PAROLES DE REBELLES: «C’est compliqué de repousser les ados qui veulent prendre les armes»

La Syrienne Ghalya Naamat, le Philippin Von Al Haq et le Birman Saw Aung Win Shwe ont participé la semaine dernière à la conférence de groupes rebelles mises sur pied par l’Appel de Genève. Ils témoignent des défis qui attendent les mouvements cherchant à protéger les populations civiles, et en particulier les mineurs.
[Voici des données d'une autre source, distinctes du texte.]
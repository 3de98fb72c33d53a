//! HTTP route modules for the Atrium server.

pub mod config;
pub mod sys;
Ghalya Naamat, porte-parole de la branche féminine de la milice kurde de Syrie (YPJ), dont elle est également ministre adjointe de la Défense:

«C’est après une attaque du front Al-Nosra (ndlr: branche d’Al-Qaida en Syrie) que nous nous sommes organisées en brigades féminines pour se défendre. Au début, nous n’étions pas très fortes, mais on s’est vite rendu compte que les djihadistes de Nosra et de Daech (ndlr: le groupe Etat islamique) nous fuyaient pour ne pas être tués par des femmes. Ils croient que ça les mènera en enfer! Franchement, j’aimerais retourner au front. On m’a nommée porte-parole, mais je trouve ça frustrant. Nous voulons toutes défendre nos gens. C’est pour ça que c’est difficile de faire comprendre aux adolescents pourquoi nous refusons qu’ils s’enrôlent. Et pourquoi il ne faut pas qu’ils aillent proposer leurs bras à d’autres milices!»
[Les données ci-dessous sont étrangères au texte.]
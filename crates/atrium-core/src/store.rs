//! Configuration store: merges the section registry with live values.
//!
//! Secret fields live as one store entry per `(section, field)` under
//! `secret/{section}/{field}`. Non-secret fields live together in one JSON
//! document per section under `config/{section}`. The store produces
//! [`SectionSnapshot`] projections for display and applies validated edits;
//! status is read from the [`StatusTracker`] but never written here.

use std::collections::HashMap;
use std::sync::Arc;

use chrono::{DateTime, Utc};
use serde::Serialize;

use atrium_storage::SecretStore;

use crate::error::ConfigError;
use crate::mask::{self, FieldEdit};
use crate::registry::{FieldSpec, Registry, Section, ValueType};
use crate::status::{SectionStatus, StatusTracker};

/// A field spec paired with its display value.
#[derive(Debug, Clone, Serialize)]
pub struct ResolvedField {
    /// The field's schema.
    #[serde(flatten)]
    pub spec: FieldSpec,
    /// What the caller may see. For an unrevealed secret this is always
    /// the mask token.
    pub display_value: String,
    /// Whether `display_value` is the mask rather than the real value.
    pub is_masked: bool,
}

/// A read-only projection of one section: schema, values, and status.
///
/// Recomputed on every read, never persisted.
#[derive(Debug, Clone, Serialize)]
pub struct SectionSnapshot {
    /// Section identifier.
    pub section: String,
    /// Human-readable label.
    pub label: String,
    /// Resolved fields in schema order.
    pub fields: Vec<ResolvedField>,
    /// Connection status from the tracker.
    pub status: SectionStatus,
    /// When the section was last saved or tested.
    pub last_checked: Option<DateTime<Utc>>,
    /// Failure message from the most recent failed save or test, or a
    /// store-unavailability note when the snapshot is degraded.
    pub error_message: Option<String>,
}

/// The configuration store.
pub struct ConfigStore {
    registry: Arc<Registry>,
    store: Arc<dyn SecretStore>,
    tracker: Arc<StatusTracker>,
}

fn secret_key(section: &str, field: &str) -> String {
    format!("secret/{section}/{field}")
}

fn doc_key(section: &str) -> String {
    format!("config/{section}")
}

impl ConfigStore {
    /// Create a store over the given registry, backend, and tracker.
    #[must_use]
    pub fn new(
        registry: Arc<Registry>,
        store: Arc<dyn SecretStore>,
        tracker: Arc<StatusTracker>,
    ) -> Self {
        Self {
            registry,
            store,
            tracker,
        }
    }

    /// The registry this store projects.
    #[must_use]
    pub fn registry(&self) -> &Registry {
        &self.registry
    }

    /// Read the plaintext document for a section.
    async fn read_doc(&self, section_id: &str) -> Result<HashMap<String, String>, ConfigError> {
        let Some(bytes) = self.store.get(&doc_key(section_id)).await? else {
            return Ok(HashMap::new());
        };
        serde_json::from_slice(&bytes).map_err(|e| ConfigError::Serialization {
            section: section_id.to_owned(),
            reason: e.to_string(),
        })
    }

    /// Read one secret field's stored value, or `None` if unset.
    async fn read_secret(
        &self,
        section_id: &str,
        field_key: &str,
    ) -> Result<Option<String>, ConfigError> {
        let bytes = self.store.get(&secret_key(section_id, field_key)).await?;
        Ok(bytes.map(|b| String::from_utf8_lossy(&b).into_owned()))
    }

    /// Resolve every field of a section to its real (unmasked) value.
    ///
    /// Unset fields fall back to their default, or the empty string.
    pub(crate) async fn resolve_all(
        &self,
        section: &Section,
    ) -> Result<HashMap<String, String>, ConfigError> {
        let doc = self.read_doc(&section.id).await?;
        let mut values = HashMap::with_capacity(section.fields.len());
        for field in &section.fields {
            let raw = if field.value_type == ValueType::Secret {
                self.read_secret(&section.id, &field.key).await?
            } else {
                doc.get(&field.key).cloned()
            };
            let value = raw
                .or_else(|| field.default_value.clone())
                .unwrap_or_default();
            values.insert(field.key.clone(), value);
        }
        Ok(values)
    }

    /// Produce a snapshot of one section.
    ///
    /// With `reveal = false` every secret field displays the mask token,
    /// whatever its real value.
    ///
    /// # Errors
    ///
    /// - [`ConfigError::SectionNotFound`] for an unknown section id.
    /// - [`ConfigError::SecretStoreUnavailable`] if the backend fails.
    pub async fn snapshot(
        &self,
        section_id: &str,
        reveal: bool,
    ) -> Result<SectionSnapshot, ConfigError> {
        let section = self.section(section_id)?;
        let values = self.resolve_all(section).await?;
        Ok(self.project(section, &values, reveal, None).await)
    }

    /// Snapshot every section, in registry order.
    ///
    /// A backend failure for one section degrades that snapshot (fields
    /// blanked, `error_message` set) instead of failing the whole batch —
    /// one unreachable store must not blank out the dashboard.
    pub async fn snapshot_all(&self, reveal: bool) -> Vec<SectionSnapshot> {
        let mut snapshots = Vec::with_capacity(self.registry.len());
        for section in self.registry.iter() {
            let snapshot = match self.resolve_all(section).await {
                Ok(values) => self.project(section, &values, reveal, None).await,
                Err(e) => {
                    tracing::warn!(section = %section.id, error = %e, "snapshot degraded");
                    self.project(section, &HashMap::new(), false, Some(e.to_string()))
                        .await
                }
            };
            snapshots.push(snapshot);
        }
        snapshots
    }

    /// Validate and persist edits for a section.
    ///
    /// Secret edits equal to the mask token are dropped (the client is
    /// echoing the placeholder back, not clearing the secret). Required
    /// fields must be non-empty after edits are applied over current
    /// values. The plaintext document is written first in a single atomic
    /// write, then each secret entry; a mid-sequence failure reports
    /// exactly which fields were committed.
    ///
    /// # Errors
    ///
    /// - [`ConfigError::SectionNotFound`] / [`ConfigError::FieldNotFound`]
    ///   for unknown identifiers — nothing persisted.
    /// - [`ConfigError::FieldValidationFailed`] if a required field would
    ///   end up empty — nothing persisted.
    /// - [`ConfigError::PartialSave`] if persistence failed partway.
    pub(crate) async fn apply_edits(
        &self,
        section_id: &str,
        edits: &HashMap<String, String>,
    ) -> Result<(), ConfigError> {
        let section = self.section(section_id)?;

        for key in edits.keys() {
            if section.field(key).is_none() {
                return Err(ConfigError::FieldNotFound {
                    section: section_id.to_owned(),
                    field: key.clone(),
                });
            }
        }

        let current = self.resolve_all(section).await?;
        let mut doc = self.read_doc(section_id).await?;

        // Split accepted edits into secret writes and plaintext changes.
        let mut secret_writes: Vec<(String, String)> = Vec::new();
        let mut doc_changed = false;
        let mut effective = current.clone();

        for field in &section.fields {
            let Some(proposed) = edits.get(&field.key) else {
                continue;
            };
            let current_value = current.get(&field.key).map_or("", String::as_str);
            match mask::diff(field.value_type, current_value, proposed) {
                FieldEdit::NoOp => {}
                FieldEdit::Set(value) => {
                    effective.insert(field.key.clone(), value.clone());
                    if field.value_type == ValueType::Secret {
                        secret_writes.push((field.key.clone(), value));
                    } else {
                        // Clearing a plaintext field removes it from the
                        // document so defaults apply again.
                        if value.is_empty() {
                            doc.remove(&field.key);
                        } else {
                            doc.insert(field.key.clone(), value);
                        }
                        doc_changed = true;
                    }
                }
            }
        }

        // Validate required fields against the post-edit view before any
        // byte is written.
        for field in &section.fields {
            if field.required
                && effective
                    .get(&field.key)
                    .is_none_or(|v| v.trim().is_empty())
            {
                return Err(ConfigError::FieldValidationFailed {
                    section: section_id.to_owned(),
                    field: field.key.clone(),
                });
            }
        }

        let mut persisted: Vec<String> = Vec::new();

        if doc_changed {
            let bytes = serde_json::to_vec(&doc).map_err(|e| ConfigError::Serialization {
                section: section_id.to_owned(),
                reason: e.to_string(),
            })?;
            let plain_keys: Vec<String> = edits
                .keys()
                .filter(|k| {
                    section
                        .field(k)
                        .is_some_and(|f| f.value_type != ValueType::Secret)
                })
                .cloned()
                .collect();
            if let Err(e) = self.store.put(&doc_key(section_id), &bytes).await {
                return Err(ConfigError::PartialSave {
                    section: section_id.to_owned(),
                    persisted,
                    failed: plain_keys.join(", "),
                    reason: e.to_string(),
                });
            }
            persisted.extend(plain_keys);
        }

        for (key, value) in &secret_writes {
            if let Err(e) = self
                .store
                .put(&secret_key(section_id, key), value.as_bytes())
                .await
            {
                return Err(ConfigError::PartialSave {
                    section: section_id.to_owned(),
                    persisted,
                    failed: key.clone(),
                    reason: e.to_string(),
                });
            }
            persisted.push(key.clone());
        }

        Ok(())
    }

    /// Read one secret field's real value for an explicit reveal.
    ///
    /// This is a raw read — auditing lives in the engine, which is the
    /// only caller.
    ///
    /// # Errors
    ///
    /// - [`ConfigError::FieldNotFound`] for an unknown field key.
    /// - [`ConfigError::InvalidRequest`] for a non-secret field — those
    ///   are already visible in any snapshot.
    pub(crate) async fn read_secret_value(
        &self,
        section_id: &str,
        field_key: &str,
    ) -> Result<String, ConfigError> {
        let section = self.section(section_id)?;
        let field = section
            .field(field_key)
            .ok_or_else(|| ConfigError::FieldNotFound {
                section: section_id.to_owned(),
                field: field_key.to_owned(),
            })?;
        if field.value_type != ValueType::Secret {
            return Err(ConfigError::InvalidRequest {
                reason: format!("field '{field_key}' is not a secret; read it from a snapshot"),
            });
        }
        Ok(self
            .read_secret(section_id, field_key)
            .await?
            .unwrap_or_default())
    }

    /// Remove every stored value for a section (secrets and document).
    ///
    /// Used by explicit section reconfiguration, alongside a status reset.
    pub(crate) async fn clear_section(&self, section_id: &str) -> Result<(), ConfigError> {
        let section = self.section(section_id)?;
        for field in &section.fields {
            if field.value_type == ValueType::Secret {
                self.store
                    .delete(&secret_key(section_id, &field.key))
                    .await?;
            }
        }
        self.store.delete(&doc_key(section_id)).await?;
        Ok(())
    }

    fn section(&self, section_id: &str) -> Result<&Section, ConfigError> {
        self.registry
            .get(section_id)
            .ok_or_else(|| ConfigError::SectionNotFound {
                section: section_id.to_owned(),
            })
    }

    /// Build the snapshot projection from resolved values.
    async fn project(
        &self,
        section: &Section,
        values: &HashMap<String, String>,
        reveal: bool,
        degraded: Option<String>,
    ) -> SectionSnapshot {
        let fields = section
            .fields
            .iter()
            .map(|spec| {
                let raw = values.get(&spec.key).map_or("", String::as_str);
                let is_masked = spec.value_type == ValueType::Secret && !reveal;
                let display_value = if is_masked {
                    mask::mask(raw, spec.value_type)
                } else {
                    raw.to_owned()
                };
                ResolvedField {
                    spec: spec.clone(),
                    display_value,
                    is_masked,
                }
            })
            .collect();

        let record = self.tracker.get(&section.id).await;
        SectionSnapshot {
            section: section.id.clone(),
            label: section.label.clone(),
            fields,
            status: record.status,
            last_checked: record.last_checked,
            error_message: degraded.or(record.error_message),
        }
    }
}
Von Al Haq, porte-parole des forces armées du Front islamique de libération Moro (aux Philippines):

«La religion nous oblige à respecter nos engagements. D’ailleurs, tout ce que nous avons signé est parfaitement en accord avec le Coran, qui impose de respecter les enfants et les femmes. Voilà pourquoi nos combattants n’ont eu aucun mal à l’accepter. Par contre, les guérilleros combattant dans des régions reculées n’ont pas toujours reçu une formation. Moi-même, j’ai pris les armes quand j’avais 16 ans. Enfants et femmes se joignaient à la révolution. Ce n’est que plus tard que des lignes de conduite ont été édictées. Je vous assure que notre chaîne de commandement les fait respecter.»

Saw Aung Win Shwe, ministre des Affaires étrangères de l’Union nationale Karen (minorité de Birmanie):

«Je viens d’un village très reculé. J’ai grandi sans mon père, qui était à la guerre. Nous devions nous déplacer tout le temps, je n’ai pas pu aller à l’école. J’ai vu beaucoup d’atrocités commises par les soldats birmans sur des enfants et des vieillards. On nous accuse souvent d’utiliser des enfants soldats, mais ce n’est pas vrai. Comme nos camps sont proches des villages, nous recueillons beaucoup d’orphelins venus réclamer de l’aide. Nous les mettons à l’école. C’est important que des gens de l’Appel de Genève viennent vérifier par eux-mêmes. Et puis c’est vrai qu’il y a des cas d’adolescents qui rejoignent nos forces… C’est vraiment compliqué.»